## The task:
Give every line of the material again, exactly as written.

## Listed records:

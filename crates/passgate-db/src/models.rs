//! Database models

use crate::utils::parse_datetime_or_now;
use chrono::{DateTime, Utc};
use serde::{Deserialize, Serialize};
use sqlx::Row;

/// Stored user credential
#[derive(Debug, Clone, Serialize, Deserialize)]
pub struct User {
    pub id: i64,
    pub username: String,
    pub email: String,
    #[serde(skip_serializing)]
    pub password_hash: String,
    pub first_name: String,
    pub last_name: String,
    pub is_admin: bool,
    pub created_at: DateTime<Utc>,
}

/// New user (for insertion)
#[derive(Debug, Clone)]
pub struct NewUser {
    pub username: String,
    pub email: String,
    pub password_hash: String,
    pub first_name: String,
    pub last_name: String,
    pub is_admin: bool,
}

// ==================== TryFrom Implementations ====================

impl TryFrom<&sqlx::sqlite::SqliteRow> for User {
    type Error = sqlx::Error;

    fn try_from(row: &sqlx::sqlite::SqliteRow) -> Result<Self, Self::Error> {
        Ok(User {
            id: row.try_get("id")?,
            username: row.try_get("username")?,
            email: row.try_get("email")?,
            password_hash: row.try_get("password_hash")?,
            first_name: row.try_get("first_name")?,
            last_name: row.try_get("last_name")?,
            is_admin: row.try_get::<i64, _>("is_admin")? != 0,
            created_at: parse_datetime_or_now(&row.try_get::<String, _>("created_at")?),
        })
    }
}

## Exercise solution:
filename crates/passgate-db/src/models.rs
//! Database models

use crate::utils::parse_datetime_or_now;
use chrono::{DateTime, Utc};
use serde::{Deserialize, Serialize};
use sqlx::Row;

/// Stored user credential
#[derive(Debug, Clone, Serialize, Deserialize)]
pub struct User {
    pub id: i64,
    pub username: String,
    pub email: String,
    #[serde(skip_serializing)]
    pub password_hash: String,
    pub first_name: String,
    pub last_name: String,
    pub is_admin: bool,
    pub created_at: DateTime<Utc>,
}

/// New user (for insertion)
#[derive(Debug, Clone)]
pub struct NewUser {
    pub username: String,
    pub email: String,
    pub password_hash: String,
    pub first_name: String,
    pub last_name: String,
    pub is_admin: bool,
}

// ==================== TryFrom Implementations ====================

impl TryFrom<&sqlx::sqlite::SqliteRow> for User {
    type Error = sqlx::Error;

    fn try_from(row: &sqlx::sqlite::SqliteRow) -> Result<Self, Self::Error> {
        Ok(User {
            id: row.try_get("id")?,
            username: row.try_get("username")?,
            email: row.try_get("email")?,
            password_hash: row.try_get("password_hash")?,
            first_name: row.try_get("first_name")?,
            last_name: row.try_get("last_name")?,
            is_admin: row.try_get::<i64, _>("is_admin")? != 0,
            created_at: parse_datetime_or_now(&row.try_get::<String, _>("created_at")?),
        })
    }
}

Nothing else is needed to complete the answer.